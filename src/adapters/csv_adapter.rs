//! CSV file data adapter.
//!
//! One file per symbol, `<base>/<SYMBOL>.csv`, with a header row naming
//! `timestamp,open,high,low,close` and optionally `volume` in any order.

use crate::domain::error::BacktestError;
use crate::domain::ohlcv::PriceBar;
use crate::ports::data_port::DataPort;
use chrono::{NaiveDate, NaiveDateTime};
use csv::StringRecord;
use std::fs;
use std::path::PathBuf;
use tracing::debug;

const DATETIME_FORMATS: &[&str] = &["%Y-%m-%d %H:%M:%S", "%Y-%m-%d %H:%M"];
const DATE_FORMAT: &str = "%Y-%m-%d";

pub struct CsvAdapter {
    base_path: PathBuf,
}

/// Column positions resolved from the header row.
struct Columns {
    timestamp: usize,
    open: usize,
    high: usize,
    low: usize,
    close: usize,
    volume: Option<usize>,
}

impl Columns {
    fn from_headers(headers: &StringRecord) -> Result<Self, BacktestError> {
        let find = |name: &str| {
            headers
                .iter()
                .position(|h| h.trim().eq_ignore_ascii_case(name))
        };
        let require = |name: &str| {
            find(name).ok_or_else(|| BacktestError::Data {
                reason: format!("missing {name} column"),
            })
        };
        Ok(Self {
            timestamp: require("timestamp")?,
            open: require("open")?,
            high: require("high")?,
            low: require("low")?,
            close: require("close")?,
            volume: find("volume"),
        })
    }
}

impl CsvAdapter {
    pub fn new(base_path: PathBuf) -> Self {
        Self { base_path }
    }

    fn csv_path(&self, symbol: &str) -> PathBuf {
        self.base_path.join(format!("{symbol}.csv"))
    }
}

/// Accepts `%Y-%m-%d %H:%M:%S`, `%Y-%m-%d %H:%M`, or a bare date at midnight.
pub fn parse_timestamp(raw: &str) -> Option<NaiveDateTime> {
    let raw = raw.trim();
    DATETIME_FORMATS
        .iter()
        .find_map(|fmt| NaiveDateTime::parse_from_str(raw, fmt).ok())
        .or_else(|| {
            NaiveDate::parse_from_str(raw, DATE_FORMAT)
                .ok()
                .and_then(|d| d.and_hms_opt(0, 0, 0))
        })
}

fn parse_field(
    record: &StringRecord,
    index: usize,
    name: &str,
    row: usize,
) -> Result<f64, BacktestError> {
    let raw = record.get(index).ok_or_else(|| BacktestError::Data {
        reason: format!("row {row}: missing {name} value"),
    })?;
    raw.trim().parse().map_err(|e| BacktestError::Data {
        reason: format!("row {row}: invalid {name} value '{raw}': {e}"),
    })
}

impl DataPort for CsvAdapter {
    fn fetch_bars(
        &self,
        symbol: &str,
        start_date: Option<NaiveDate>,
        end_date: Option<NaiveDate>,
    ) -> Result<Vec<PriceBar>, BacktestError> {
        let path = self.csv_path(symbol);
        let content = fs::read_to_string(&path).map_err(|e| BacktestError::Data {
            reason: format!("failed to read {}: {}", path.display(), e),
        })?;

        let mut rdr = csv::ReaderBuilder::new()
            .trim(csv::Trim::All)
            .from_reader(content.as_bytes());
        let headers = rdr.headers().map_err(|e| BacktestError::Data {
            reason: format!("CSV header error: {e}"),
        })?;
        let cols = Columns::from_headers(headers)?;

        let mut bars = Vec::new();
        for (i, result) in rdr.records().enumerate() {
            let row = i + 1;
            let record = result.map_err(|e| BacktestError::Data {
                reason: format!("CSV parse error: {e}"),
            })?;

            let raw_ts = record.get(cols.timestamp).unwrap_or_default();
            let timestamp = parse_timestamp(raw_ts).ok_or_else(|| BacktestError::Data {
                reason: format!("row {row}: invalid timestamp '{raw_ts}'"),
            })?;

            let date = timestamp.date();
            if start_date.is_some_and(|s| date < s) || end_date.is_some_and(|e| date > e) {
                continue;
            }

            let volume = match cols.volume {
                Some(idx) => parse_field(&record, idx, "volume", row)?,
                None => 0.0,
            };

            bars.push(PriceBar {
                timestamp,
                open: parse_field(&record, cols.open, "open", row)?,
                high: parse_field(&record, cols.high, "high", row)?,
                low: parse_field(&record, cols.low, "low", row)?,
                close: parse_field(&record, cols.close, "close", row)?,
                volume,
            });
        }

        bars.sort_by_key(|b| b.timestamp);
        debug!(symbol, bars = bars.len(), path = %path.display(), "loaded csv");
        Ok(bars)
    }

    fn list_symbols(&self) -> Result<Vec<String>, BacktestError> {
        let entries = fs::read_dir(&self.base_path).map_err(|e| BacktestError::Data {
            reason: format!(
                "failed to read directory {}: {}",
                self.base_path.display(),
                e
            ),
        })?;

        let mut symbols = Vec::new();
        for entry in entries {
            let entry = entry.map_err(|e| BacktestError::Data {
                reason: format!("directory entry error: {e}"),
            })?;

            let name = entry.file_name();
            let name_str = name.to_string_lossy();
            if let Some(symbol) = name_str.strip_suffix(".csv") {
                symbols.push(symbol.to_string());
            }
        }

        symbols.sort();
        Ok(symbols)
    }
}

#[cfg(test)]
mod tests {
    use super::*;
    use tempfile::TempDir;

    fn setup_test_data() -> (TempDir, PathBuf) {
        let dir = TempDir::new().unwrap();
        let path = dir.path().to_path_buf();

        let csv_content = "timestamp,open,high,low,close,volume\n\
            2024-01-17,110.0,120.0,105.0,115.0,55000\n\
            2024-01-15,100.0,110.0,90.0,105.0,50000\n\
            2024-01-16,105.0,115.0,100.0,110.0,60000\n";
        fs::write(path.join("BHP.csv"), csv_content).unwrap();

        let intraday = "Close,Timestamp,Open,Low,High\n\
            101.5,2024-03-01 09:30,100.0,99.0,102.0\n\
            102.0,2024-03-01 09:35:00,101.5,101.0,102.5\n";
        fs::write(path.join("CBA.csv"), intraday).unwrap();
        fs::write(path.join("notes.txt"), "ignored").unwrap();

        (dir, path)
    }

    #[test]
    fn fetch_bars_returns_sorted_data() {
        let (_dir, path) = setup_test_data();
        let adapter = CsvAdapter::new(path);

        let bars = adapter.fetch_bars("BHP", None, None).unwrap();

        assert_eq!(bars.len(), 3);
        assert_eq!(
            bars[0].timestamp,
            NaiveDate::from_ymd_opt(2024, 1, 15).unwrap().and_hms_opt(0, 0, 0).unwrap()
        );
        assert_eq!(bars[0].open, 100.0);
        assert_eq!(bars[0].high, 110.0);
        assert_eq!(bars[0].low, 90.0);
        assert_eq!(bars[0].close, 105.0);
        assert_eq!(bars[0].volume, 50000.0);
        assert!(bars.windows(2).all(|w| w[0].timestamp < w[1].timestamp));
    }

    #[test]
    fn fetch_bars_filters_inclusive_range() {
        let (_dir, path) = setup_test_data();
        let adapter = CsvAdapter::new(path);

        let day = NaiveDate::from_ymd_opt(2024, 1, 16).unwrap();
        let bars = adapter.fetch_bars("BHP", Some(day), Some(day)).unwrap();
        assert_eq!(bars.len(), 1);
        assert_eq!(bars[0].close, 110.0);

        let from = adapter.fetch_bars("BHP", Some(day), None).unwrap();
        assert_eq!(from.len(), 2);
    }

    #[test]
    fn headers_any_order_and_case_without_volume() {
        let (_dir, path) = setup_test_data();
        let adapter = CsvAdapter::new(path);

        let bars = adapter.fetch_bars("CBA", None, None).unwrap();
        assert_eq!(bars.len(), 2);
        assert_eq!(bars[0].close, 101.5);
        assert_eq!(bars[0].high, 102.0);
        assert_eq!(bars[0].volume, 0.0);
        assert_eq!(bars[1].timestamp.format("%H:%M").to_string(), "09:35");
    }

    #[test]
    fn fetch_bars_errors_for_missing_file() {
        let (_dir, path) = setup_test_data();
        let adapter = CsvAdapter::new(path);
        let err = adapter.fetch_bars("XYZ", None, None).unwrap_err();
        assert!(matches!(err, BacktestError::Data { .. }));
    }

    #[test]
    fn missing_close_column_is_data_error() {
        let dir = TempDir::new().unwrap();
        fs::write(
            dir.path().join("BAD.csv"),
            "timestamp,open,high,low\n2024-01-01,1,1,1\n",
        )
        .unwrap();
        let adapter = CsvAdapter::new(dir.path().to_path_buf());
        let err = adapter.fetch_bars("BAD", None, None).unwrap_err();
        assert!(matches!(err, BacktestError::Data { reason } if reason.contains("close")));
    }

    #[test]
    fn bad_number_is_data_error() {
        let dir = TempDir::new().unwrap();
        fs::write(
            dir.path().join("BAD.csv"),
            "timestamp,open,high,low,close\n2024-01-01,1,1,1,abc\n",
        )
        .unwrap();
        let adapter = CsvAdapter::new(dir.path().to_path_buf());
        assert!(adapter.fetch_bars("BAD", None, None).is_err());
    }

    #[test]
    fn parse_timestamp_formats() {
        assert!(parse_timestamp("2024-01-02 03:04:05").is_some());
        assert!(parse_timestamp("2024-01-02 03:04").is_some());
        assert_eq!(
            parse_timestamp("2024-01-02"),
            NaiveDate::from_ymd_opt(2024, 1, 2).unwrap().and_hms_opt(0, 0, 0)
        );
        assert!(parse_timestamp("02/01/2024").is_none());
    }

    #[test]
    fn list_symbols_returns_csv_stems() {
        let (_dir, path) = setup_test_data();
        let adapter = CsvAdapter::new(path);
        assert_eq!(adapter.list_symbols().unwrap(), vec!["BHP", "CBA"]);
    }
}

#### WHAT IS EXPECTED
Lines that hold the word "trim" are the ones to copy from the entries above.

#### RESPONSE TO THE EXERCISE
                .position(|h| h.trim().eq_ignore_ascii_case(name))
    let raw = raw.trim();
    raw.trim().parse().map_err(|e| BacktestError::Data {
            .trim(csv::Trim::All)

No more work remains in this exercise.